The phagocyte NADPH oxidase (the NOX2 complex) generates superoxide, the precursor to reactive oxygen species (ROS). ROS possess both antimicrobial and immunoregulatory function. Inactivating mutations in alleles of the NOX2 complex cause chronic granulomatous disease (CGD), characterized by an enhanced susceptibility to infections and autoimmune diseases such as Systemic lupus erythematosus (SLE). The latter is characterized by insufficient removal of dead cells, resulting in an autoimmune response against components of the cell's nucleus when non-cleared apoptotic cells lose their membrane integrity and present autoantigenic molecules in an inflammatory context. Here we aimed to shed light on the role of the NOX2 complex in handling of secondary necrotic cells (SNECs) and associated consequences for inflammation and autoimmunity during lupus.We show that individuals with SLE and CGD display accumulation of SNECs in blood monocytes and neutrophils. In a CGD phenotypic mouse strain (Ncf1** mice) build-up of SNECs in Ly6CHI blood monocytes was connected with a delayed degradation of the phagosomal cargo and accompanied by production of inflammatory mediators.
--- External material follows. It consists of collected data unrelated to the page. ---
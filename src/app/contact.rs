use leptos::{
    either::Either,
    ev::{Event, SubmitEvent},
    prelude::*,
};

use crate::{
    contact::{ContactFormController, Field},
    content::{portfolio, Icon, Section},
};

use super::{
    homepage::{BUTTON_OUTLINE, BUTTON_PRIMARY},
    icon::IconGlyph,
    projects::LinkButton,
    reveal::Reveal,
    toaster::Toaster,
};

type Form = RwSignal<ContactFormController<Toaster>>;

const INPUT_CLASS: &str = "flex w-full rounded-md border border-input bg-background px-3 py-2 text-sm placeholder:text-muted-foreground focus-visible:outline-none focus-visible:ring-2 focus-visible:ring-ring";

#[component]
pub fn ContactSection() -> impl IntoView {
    let toaster = expect_context::<Toaster>();
    let form: Form = RwSignal::new(ContactFormController::new(toaster));
    let content = portfolio();

    let on_submit = move |ev: SubmitEvent| {
        ev.prevent_default();
        form.update(|f| {
            if let Err(e) = f.submit_checked() {
                log::warn!("contact form not submitted: {e}");
            }
        });
    };

    view! {
        <section id={Section::Contact.id()} class="py-16 px-4 bg-sidebar">
            <Reveal classes="container mx-auto">
                <h2 class="text-3xl font-bold text-center mb-12 text-sidebar-foreground">
                    "Get In Touch"
                </h2>
                <div class="max-w-2xl mx-auto">
                    <div class="rounded-lg border card-glass">
                        <div class="flex flex-col space-y-1.5 p-6">
                            <h3 class="text-2xl font-semibold leading-none tracking-tight">
                                {content.contact.title.clone()}
                            </h3>
                            <p class="text-sm text-muted-foreground">
                                {content.contact.description.clone()}
                            </p>
                        </div>
                        <div class="p-6 pt-0">
                            <form on:submit=on_submit class="space-y-4">
                                {Field::ALL
                                    .into_iter()
                                    .map(|field| view! { <div><FormInput form field /></div> })
                                    .collect_view()}
                                <button
                                    type="submit"
                                    class=format!("{BUTTON_PRIMARY} w-full h-10 px-4 py-2")
                                >
                                    <IconGlyph icon=Icon::Send />
                                    "Send Message"
                                </button>
                            </form>
                            <div class="mt-8 pt-8 border-t">
                                <div class="flex justify-center space-x-6">
                                    {content
                                        .socials
                                        .iter()
                                        .map(|link| {
                                            view! {
                                                <LinkButton
                                                    href=link.href.clone()
                                                    icon=link.icon
                                                    label=link.label.clone()
                                                    classes=BUTTON_OUTLINE
                                                />
                                            }
                                        })
                                        .collect_view()}
                                </div>
                            </div>
                        </div>
                    </div>
                </div>
            </Reveal>
        </section>
    }
}

/// Controlled input bound to one field of the form.
#[component]
fn FormInput(form: Form, field: Field) -> impl IntoView {
    let value = move || form.with(|f| f.state().get(field).to_string());
    let on_input = move |ev: Event| {
        let value = event_target_value(&ev);
        form.update(|f| f.update_field(field, value));
    };

    match field {
        Field::Message => Either::Left(view! {
            <textarea
                name=field.as_str()
                placeholder=field.placeholder()
                rows=4
                required
                prop:value=value
                on:input=on_input
                class=format!("{INPUT_CLASS} min-h-[80px]")
            />
        }),
        Field::Name | Field::Email => Either::Right(view! {
            <input
                name=field.as_str()
                type=if field == Field::Email { "email" } else { "text" }
                placeholder=field.placeholder()
                required
                prop:value=value
                on:input=on_input
                class=format!("{INPUT_CLASS} h-10")
            />
        }),
    }
}
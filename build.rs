fn main() {
    // the footer's copyright year is read from this
    let built_at = chrono::Utc::now().to_rfc3339();
    println!("cargo:rustc-env=BUILD_TIME={built_at}");

    println!("cargo:rerun-if-changed=build.rs");
    println!("cargo:rerun-if-changed=content");
}
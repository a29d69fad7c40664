use leptos::prelude::*;

use crate::content::{build_year, portfolio};

#[component]
pub fn Footer() -> impl IntoView {
    view! {
        <footer class="py-8 px-4 bg-foreground text-muted">
            <div class="container mx-auto text-center">
                <p>
                    {format!(
                        "© {} {}. Built with Rust and Leptos.",
                        build_year(),
                        portfolio().owner,
                    )}
                </p>
            </div>
        </footer>
    }
}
Treatment with H2O2 or activators of ROS-formation reconstituted phagosomal abundance of SNECs to normal levels. Induction of experimental lupus further induced increased antibody-dependent uptake of SNECs into neutrophils. Lupus-primed Ncf1** neutrophils took up more SNECs than wild type neutrophils, whereas SNEC-accumulation in regulatory Ly6C−/LO monocytes was lower in Ncf1**mice. We deduce that the inflammatory rerouting of immune-stimulatory necrotic material into inflammatory phagocyte subsets contributes to the connection between low ROS production by the NOX2 complex and SLE.